Study material:
//! Annual-cycle modifiers relative to the birth baseline.

use lifeline_ganzhi::ALL_ELEMENTS;

use crate::elemental::ElementDistribution;

/// Lower bound of every cycle modifier.
pub const MODIFIER_MIN: f64 = 0.85;
/// Upper bound of every cycle modifier.
pub const MODIFIER_MAX: f64 = 1.15;

const SHARED_ELEMENT: f64 = 1.0;
const GENERATED_ELEMENT: f64 = 0.5;
const CONTROLLING_ELEMENT: f64 = -0.3;

/// Strength of the year's chart against the birth baseline.
///
/// A year scoring 80% of the baseline or less sits at the floor (0.85);
/// each further 10% adds 0.03.
pub fn annual_factor(base_score: f64, liunian_score: f64) -> f64 {
    let ratio = liunian_score / base_score;
    (MODIFIER_MIN + (ratio - 0.8) * 0.3).clamp(MODIFIER_MIN, MODIFIER_MAX)
}

/// Raw element affinity between the birth and year distributions.
///
/// For every element present at birth: +1 when the year shares it, +0.5
/// when the year holds the element it generates, -0.3 when the year holds
/// the element that controls it.
pub fn element_affinity(birth: &ElementDistribution, year: &ElementDistribution) -> f64 {
    ALL_ELEMENTS
        .into_iter()
        .filter(|&e| birth.has(e))
        .map(|e| {
            let mut s = 0.0;
            if year.has(e) {
                s += SHARED_ELEMENT;
            }
            if year.has(e.generated()) {
                s += GENERATED_ELEMENT;
            }
            if year.has(e.controller()) {
                s += CONTROLLING_ELEMENT;
            }
            s
        })
        .sum()
}

/// Element affinity normalized into [0.85, 1.15].
pub fn five_elements_match(birth: &ElementDistribution, year: &ElementDistribution) -> f64 {
    (MODIFIER_MIN + (element_affinity(birth, year) / 10.0) * 0.3).clamp(MODIFIER_MIN, MODIFIER_MAX)
}
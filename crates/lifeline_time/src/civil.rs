//! Civil (wall-clock) date and time to minute precision.
//!
//! `CivilTime` is the canonical input type of the calendar layer. It is
//! always a valid Gregorian date with an in-range time of day; the only
//! ways to build one go through validation.

use std::fmt::{Display, Formatter};
use std::str::FromStr;

use serde::Serialize;

use crate::error::TimeError;
use crate::julian::{calendar_to_jd, day_number, days_in_month, jd_to_calendar};

/// Hour used when a birthday carries no time of day.
pub const DEFAULT_HOUR: u32 = 12;

/// Minute used when a birthday carries no time of day.
pub const DEFAULT_MINUTE: u32 = 0;

/// Validated Gregorian date with hour and minute.
#[derive(Debug, Clone, Copy, PartialEq, Eq, PartialOrd, Ord, Hash, Serialize)]
pub struct CivilTime {
    year: i32,
    month: u32,
    day: u32,
    hour: u32,
    minute: u32,
}

impl CivilTime {
    /// Build a civil time, rejecting dates that do not exist and
    /// out-of-range hours or minutes.
    pub fn new(year: i32, month: u32, day: u32, hour: u32, minute: u32) -> Result<Self, TimeError> {
        if month == 0 || month > 12 || day == 0 || day > days_in_month(year, month) {
            return Err(TimeError::InvalidDate { year, month, day });
        }
        if hour > 23 || minute > 59 {
            return Err(TimeError::InvalidTime { hour, minute });
        }
        Ok(Self {
            year,
            month,
            day,
            hour,
            minute,
        })
    }

    /// Midnight at the start of the given date.
    pub fn date(year: i32, month: u32, day: u32) -> Result<Self, TimeError> {
        Self::new(year, month, day, 0, 0)
    }

    /// Parse `YYYY-MM-DD` or `YYYY-MM-DD HH:MM` (24-hour clock).
    ///
    /// A missing time of day defaults to 12:00.
    pub fn parse_birthday(s: &str) -> Result<Self, TimeError> {
        let s = s.trim();
        let (date_part, time_part) = match s.split_once(' ') {
            Some((d, t)) => (d, Some(t.trim())),
            None => (s, None),
        };

        let date_fields: Vec<&str> = date_part.split('-').collect();
        if date_fields.len() != 3 || date_fields[0].len() != 4 {
            return Err(TimeError::Parse(format!(
                "expected YYYY-MM-DD[ HH:MM], got {s:?}"
            )));
        }
        let year: i32 = parse_field(date_fields[0], "year")?;
        let month: u32 = parse_field(date_fields[1], "month")?;
        let day: u32 = parse_field(date_fields[2], "day")?;

        let (hour, minute) = match time_part {
            None => (DEFAULT_HOUR, DEFAULT_MINUTE),
            Some(t) => {
                let (h, m) = t.split_once(':').ok_or_else(|| {
                    TimeError::Parse(format!("expected HH:MM time of day, got {t:?}"))
                })?;
                (parse_field(h, "hour")?, parse_field(m, "minute")?)
            }
        };

        Self::new(year, month, day, hour, minute)
    }

    /// Convert a local Julian Date back to a civil time, rounded to the
    /// nearest minute.
    pub fn from_jd(jd: f64) -> Self {
        let (year, month, day_frac) = jd_to_calendar(jd);
        let day = day_frac.floor();
        let minutes = ((day_frac - day) * 1440.0).round() as u32;
        let base_jd = calendar_to_jd(year, month, day);
        if minutes >= 1440 {
            // Rounded up into the next day: re-derive the date from midnight.
            let (y, m, d) = jd_to_calendar(base_jd + 1.0);
            return Self {
                year: y,
                month: m,
                day: d.floor() as u32,
                hour: 0,
                minute: 0,
            };
        }
        Self {
            year,
            month,
            day: day as u32,
            hour: minutes / 60,
            minute: minutes % 60,
        }
    }

    pub fn year(&self) -> i32 {
        self.year
    }

    pub fn month(&self) -> u32 {
        self.month
    }

    pub fn day(&self) -> u32 {
        self.day
    }

    pub fn hour(&self) -> u32 {
        self.hour
    }

    pub fn minute(&self) -> u32 {
        self.minute
    }

    /// Local Julian Date of this wall-clock instant.
    pub fn to_jd(&self) -> f64 {
        let day_frac =
            self.day as f64 + self.hour as f64 / 24.0 + self.minute as f64 / 1440.0;
        calendar_to_jd(self.year, self.month, day_frac)
    }

    /// Integer Julian Day Number of the date part.
    pub fn day_number(&self) -> i64 {
        day_number(self.year, self.month, self.day)
    }

    /// Same month and day in another year, at 00:00.
    ///
    /// Feb 29 in a common year overflows into Mar 1.
    pub fn anniversary_in(&self, year: i32) -> Self {
        let month_len = days_in_month(year, self.month);
        let (month, day) = if self.day > month_len {
            (self.month + 1, self.day - month_len)
        } else {
            (self.month, self.day)
        };
        Self {
            year,
            month,
            day,
            hour: 0,
            minute: 0,
        }
    }
}

fn parse_field<T: FromStr>(s: &str, what: &str) -> Result<T, TimeError> {
    if s.is_empty() || !s.bytes().all(|b| b.is_ascii_digit()) {
        return Err(TimeError::Parse(format!("invalid {what}: {s:?}")));
    }
    s.parse()
        .map_err(|_| TimeError::Parse(format!("invalid {what}: {s:?}")))
}

impl FromStr for CivilTime {
    type Err = TimeError;

    fn from_str(s: &str) -> Result<Self, Self::Err> {
        Self::parse_birthday(s)
    }
}

impl Display for CivilTime {
    fn fmt(&self, f: &mut Formatter<'_>) -> std::fmt::Result {
        write!(
            f,
            "{:04}-{:02}-{:02} {:02}:{:02}",
            self.year, self.month, self.day, self.hour, self.minute
        )
    }
}

#[cfg(test)]
mod tests {
    use super::*;

    #[test]
    fn new_validates_date() {
        assert!(CivilTime::new(2024, 2, 29, 0, 0).is_ok());
        assert_eq!(
            CivilTime::new(2023, 2, 29, 0, 0),
            Err(TimeError::InvalidDate {
                year: 2023,
                month: 2,
                day: 29
            })
        );
        assert!(CivilTime::new(2023, 13, 1, 0, 0).is_err());
        assert!(CivilTime::new(2023, 0, 1, 0, 0).is_err());
        assert!(CivilTime::new(2023, 1, 0, 0, 0).is_err());
    }

    #[test]
    fn new_validates_time() {
        assert_eq!(
            CivilTime::new(2023, 1, 1, 24, 0),
            Err(TimeError::InvalidTime {
                hour: 24,
                minute: 0
            })
        );
        assert!(CivilTime::new(2023, 1, 1, 23, 60).is_err());
        assert!(CivilTime::new(2023, 1, 1, 23, 59).is_ok());
    }

    #[test]
    fn parse_date_only_defaults_to_noon() {
        let t = CivilTime::parse_birthday("1990-05-15").unwrap();
        assert_eq!(t, CivilTime::new(1990, 5, 15, 12, 0).unwrap());
    }

    #[test]
    fn parse_date_and_time() {
        let t: CivilTime = "1990-05-15 08:30".parse().unwrap();
        assert_eq!((t.hour(), t.minute()), (8, 30));
    }

    #[test]
    fn parse_rejects_garbage() {
        for s in ["", "1990", "1990-05", "90-05-15", "1990-05-15 8", "1990/05/15", "1990-0x-15", "1990-05-15 -1:00"] {
            assert!(
                matches!(CivilTime::parse_birthday(s), Err(TimeError::Parse(_))),
                "{s:?} should not parse"
            );
        }
    }

    #[test]
    fn parse_rejects_nonexistent_date() {
        assert!(matches!(
            CivilTime::parse_birthday("2023-02-30"),
            Err(TimeError::InvalidDate { .. })
        ));
    }

    #[test]
    fn jd_roundtrip_to_minute() {
        let t = CivilTime::new(1990, 5, 15, 8, 30).unwrap();
        assert_eq!(CivilTime::from_jd(t.to_jd()), t);
    }

    #[test]
    fn from_jd_rounds_into_next_day() {
        let t = CivilTime::new(2023, 12, 31, 23, 59).unwrap();
        let almost_midnight = t.to_jd() + 59.8 / 86_400.0;
        assert_eq!(
            CivilTime::from_jd(almost_midnight),
            CivilTime::new(2024, 1, 1, 0, 0).unwrap()
        );
    }

    #[test]
    fn anniversary_keeps_month_and_day() {
        let t = CivilTime::new(1990, 5, 15, 8, 30).unwrap();
        assert_eq!(t.anniversary_in(2000), CivilTime::date(2000, 5, 15).unwrap());
    }

    #[test]
    fn leap_day_anniversary_rolls_to_march() {
        let t = CivilTime::new(2000, 2, 29, 12, 0).unwrap();
        assert_eq!(t.anniversary_in(2001), CivilTime::date(2001, 3, 1).unwrap());
        assert_eq!(t.anniversary_in(2004), CivilTime::date(2004, 2, 29).unwrap());
    }

    #[test]
    fn display_format() {
        let t = CivilTime::new(2024, 1, 5, 7, 3).unwrap();
        assert_eq!(t.to_string(), "2024-01-05 07:03");
    }
}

Task description:
Look through the material and find each line that includes "Gregorian", then copy it.

Answer to this exercise:
//! always a valid Gregorian date with an in-range time of day; the only
/// Validated Gregorian date with hour and minute.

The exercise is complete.